Die TE hat einen starken Kinderwunsch und die biologische Uhr tickt. In der Situation dann nach dem traumatischen Erlebnis der Fehlgeburt, jetzt noch ein Affairenkind vor die Nase gesetzt bekommen, das ist echt heftig. Zumal der Mann unmöglich in der Säuglingszeit und Kleinkind-Zeit einen regelmässigen Umgang haben kann OHNE regelmässigen Kontakt und Umgang mit der Kindsmutter.
Und sollte es bei Julikus dann nicht klappen mit dem eigenen Kind. Darf sie dann daneben stehen und zusehen, wie er sein Papa sein neben ihr auslebt? Bei der (Gott bewahre hoffentlich nicht) nächsten Fehlgeburt, die nächste anlabbert?
Da sind soviele Red Flags, dass ich gar nicht mehr weiss, wo ich zuerst aufzählen soll.
Zitat von Julikus: Er hat sich nicht gut kurz nach der Fehlgeburt verhalten, konnte mir keinen Trost schenken und Liebe geben, ...
Aber DAS ist bereits die erste gravierende Red Flag und da sind wir noch weit vom Betrug entfernt. Die wie ich vermute erste wirklich schwierige Lebenssituation und erlässt seine Partnerin im Stich. So ein schwaches, mickriges Männlein!

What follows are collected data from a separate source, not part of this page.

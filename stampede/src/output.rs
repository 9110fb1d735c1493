use stampede_core::{RunReport, ScenarioConfig};

use crate::cli::OutputFormat;
use crate::workloads::Workload;

mod human;
mod json;

pub(crate) trait OutputFormatter: Send + Sync {
    fn print_header(&self, workload: Workload, target: &str, scenarios: &[ScenarioConfig]);
    fn print_summary(&self, report: &RunReport) -> anyhow::Result<()>;
}

pub(crate) fn formatter(format: OutputFormat) -> Box<dyn OutputFormatter> {
    match format {
        OutputFormat::HumanReadable => Box::new(human::HumanReadableOutput),
        OutputFormat::Json => Box::new(json::JsonOutput),
    }
}
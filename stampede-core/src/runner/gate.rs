use std::sync::OnceLock;
use std::sync::atomic::{AtomicU64, Ordering};
use std::time::Duration;

use tokio::time::Instant;

/// Admission for constant-VU scenarios: a shared iteration budget and/or a deadline.
///
/// With neither configured exactly one iteration is admitted across all VUs.
#[derive(Debug)]
pub struct IterationGate {
    admitted: AtomicU64,
    budget: Option<u64>,
    duration: Option<Duration>,
    deadline: OnceLock<Instant>,
}

impl IterationGate {
    pub fn new(budget: Option<u64>, duration: Option<Duration>) -> Self {
        Self {
            admitted: AtomicU64::new(0),
            budget,
            duration,
            deadline: OnceLock::new(),
        }
    }

    pub fn start_at(&self, started: Instant) {
        if let Some(duration) = self.duration {
            let _ = self.deadline.set(started + duration);
        }
    }

    /// Claims the right to start one more iteration.
    pub fn next(&self) -> bool {
        if let Some(deadline) = self.deadline.get()
            && Instant::now() >= *deadline
        {
            return false;
        }

        let limit = match (self.budget, self.duration) {
            (Some(budget), _) => budget,
            (None, Some(_)) => return true,
            (None, None) => 1,
        };

        // Never bump past the limit so `admitted` stays exact.
        self.admitted
            .fetch_update(Ordering::AcqRel, Ordering::Acquire, |n| {
                (n < limit).then_some(n + 1)
            })
            .is_ok()
    }

    pub fn admitted(&self) -> u64 {
        self.admitted.load(Ordering::Acquire)
    }
}
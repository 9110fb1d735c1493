use stampede_core::{RunPhase, RunReport};

#[derive(Debug, Clone, Copy, PartialEq, Eq)]
#[repr(i32)]
pub enum ExitCode {
    Success = 0,

    /// One or more thresholds failed (including a threshold that aborted the run).
    ThresholdsFailed = 11,

    /// Token acquisition or workload setup failed; no VU was started.
    SetupFailed = 20,

    /// Teardown failed or a scenario task died.
    RunFailed = 21,

    /// Invalid CLI/plan/options (bad flags, invalid durations, threshold syntax, etc.).
    InvalidInput = 30,

    /// Internal/runtime error (IO errors, unexpected invariants).
    RuntimeError = 40,
}

impl ExitCode {
    #[must_use]
    pub fn as_i32(self) -> i32 {
        self as i32
    }

    /// Phase failures outrank threshold failures.
    #[must_use]
    pub fn from_report(report: &RunReport) -> Self {
        match report.failure_phase() {
            Some(RunPhase::Run | RunPhase::Teardown) => Self::RunFailed,
            Some(RunPhase::Setup) => Self::SetupFailed,
            Some(RunPhase::Config) => Self::InvalidInput,
            None if !report.thresholds_passed() => Self::ThresholdsFailed,
            None => Self::Success,
        }
    }
}
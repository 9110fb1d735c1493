mod format;
mod summary;

use stampede_core::{RunReport, ScenarioConfig};

use super::OutputFormatter;
use crate::workloads::Workload;
use format::{format_duration, format_tags_inline};
use summary::render;

pub(crate) struct HumanReadableOutput;

impl OutputFormatter for HumanReadableOutput {
    fn print_header(&self, workload: Workload, target: &str, scenarios: &[ScenarioConfig]) {
        println!("workload: {workload}");
        println!("target: {target}");
        for s in scenarios {
            let duration = s
                .nominal_duration()
                .map(format_duration)
                .unwrap_or_else(|| "-".to_string());
            println!(
                "scenario: {} executor={} vus={} iterations={} duration={duration} graceful_stop={} start_time={}{}",
                s.name,
                s.executor.kind(),
                s.executor.max_vus(),
                s.iterations
                    .map(|n| n.to_string())
                    .unwrap_or_else(|| "-".to_string()),
                format_duration(s.graceful_stop),
                format_duration(s.start_time),
                format_tags_inline(&s.tags),
            );
        }
        if !scenarios.is_empty() {
            println!();
        }
    }

    fn print_summary(&self, report: &RunReport) -> anyhow::Result<()> {
        print!("{}", render(report));

        let failed = report.failed_thresholds().count();
        if failed > 0 {
            eprintln!("thresholds failed: {failed}");
            for t in report.failed_thresholds() {
                match t.observed {
                    Some(obs) => eprintln!("  {}: {} (observed {obs})", t.metric, t.expression),
                    None => eprintln!("  {}: {} (no samples)", t.metric, t.expression),
                }
            }
        }

        Ok(())
    }
}
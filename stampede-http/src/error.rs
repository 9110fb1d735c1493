use std::time::Duration;

pub type Result<T> = std::result::Result<T, Error>;

/// Coarse class of a failed request.
#[derive(Debug, Clone, Copy, PartialEq, Eq, Hash, strum::Display, strum::AsRefStr)]
#[strum(serialize_all = "kebab-case")]
pub enum ErrorKind {
    /// The request could not be built; nothing was sent.
    InvalidRequest,
    /// Connecting, writing or reading failed.
    Transport,
    Timeout,
}

#[derive(Debug, thiserror::Error)]
pub enum Error {
    #[error("invalid url `{0}`")]
    InvalidUrl(String),

    #[error("unsupported scheme in `{0}` (expected http:// or https://)")]
    UnsupportedScheme(String),

    #[error("invalid header `{0}`")]
    InvalidHeader(String),

    #[error("cannot build request: {0}")]
    Build(#[from] http::Error),

    #[error("request failed: {0}")]
    Transport(#[from] hyper_util::client::legacy::Error),

    #[error("response body: {0}")]
    Body(#[from] hyper::Error),

    #[error("no response within {0:?}")]
    Timeout(Duration),
}

impl Error {
    #[must_use]
    pub fn kind(&self) -> ErrorKind {
        match self {
            Self::InvalidUrl(_)
            | Self::UnsupportedScheme(_)
            | Self::InvalidHeader(_)
            | Self::Build(_) => ErrorKind::InvalidRequest,
            Self::Transport(_) | Self::Body(_) => ErrorKind::Transport,
            Self::Timeout(_) => ErrorKind::Timeout,
        }
    }
}
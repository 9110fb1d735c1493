use stampede_core::http::HttpRequest;
use stampede_core::{IterationError, Script, ScriptError, SetupContext, TestOptions, Vu};

use super::{THINK_TIME, minimal_load};
use crate::plan_yaml::Plan;

pub(crate) const PATH: &str = "/liveness";

/// Polls the liveness endpoint once per second per VU.
#[derive(Debug, Clone, Copy, Default)]
pub(crate) struct Liveness;

pub(super) fn default_plan() -> Plan {
    Plan {
        options: TestOptions {
            scenarios: vec![minimal_load("min_load", "ToDoApp-Liveness")],
            ..TestOptions::default()
        },
        ..Plan::default()
    }
}

impl Script for Liveness {
    type Context = ();

    async fn setup(&self, ctx: &SetupContext<'_>) -> Result<(), ScriptError> {
        tracing::info!(url = %ctx.target, "checking liveness endpoint");
        Ok(())
    }

    async fn run(&self, vu: &Vu<'_, ()>) -> Result<(), IterationError> {
        let outcome = match vu.http().request(HttpRequest::get(vu.url(PATH))).await {
            Ok(res) if res.is_success() => Ok(()),
            Ok(res) => Err(IterationError::failed(format!(
                "liveness returned {}",
                res.status
            ))),
            Err(err) => Err(err.into()),
        };

        vu.sleep(THINK_TIME).await;
        outcome
    }
}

Was ist bei Problemen in der Zukunft (und die kommen garantiert) wenn ein Kind schwer krank wird, ein Unfall, wenn die Partnerin krank wird? Läuft er dann jedesmal weg oder ist emotional abwesend aka "krieg dich mal wieder ein, jetzt heulst du schon einen Tag lang?" Und nein ich male hier keine Horrorszenarien an die Wand. Das Leben wirft einem solche Steine schneller und öfter in den Weg, als einem lieb ist.
Zitat von Julikus: Ich denke begründet auf meinem Kinderwunsch und Ängsten vor der biologischen Uhr.
Liebe Julikus dieser Gedanke ist mir bereits beim Lesen deines Eingangspost in den Sinn gekommen. Aber ich denke wirklich, dass genau das hier bei dir der entscheidende Punkt ist, warum du ihm nicht stante pede einen Tritt verpasst hast. Und bei der Entscheidung ob du diese Beziehung wirklich fortführen möchtest, musst du versuchen diese beiden Punkte unbedingt zu trennen.
Du warst bereits dran mit der Kinderplanung, hattest die Zielline für deine Lebenswünsche und Zukunftsplanung vor Augen. Sich jetzt von dem Mann trennen, bedeutet natürlich nun erstmal die Kinderplanung wieder auf Eis legen.
Ich habe einige Freundschaften und Bekanntschaften in meinem Umfeld, wo Frauen genau wegen diese tickenden Uhr und Kinderwunsch bei ihrem Partner geblieben sind, und ich kann dir sagen...keine davon ist glücklich geworden, oder heute noch mit dem damaligen Partner zusammen.
Spätestens wenn dein Kinderwunsch erfüllt ist, und dieser innere Drang sich beruhigt hat, wirst du erkennen was für ein Würstchen du dann an deiner Seite hast.
Mit 36 Jahren hast du ja noch etwas Zeit, um etwas besseres zu finden. Im übrigen kannst du durchaus ein Kind bekommen ohne einen Partner an deiner Seite. Klar vielleicht nicht dein idealles Lebensmodell, Alleinerziehend zu sein. Aber mal ehrlich....bei der heutigen Scheidungsrate ist das ohnehin etwas, was jede Frau einkalkulierend sollte.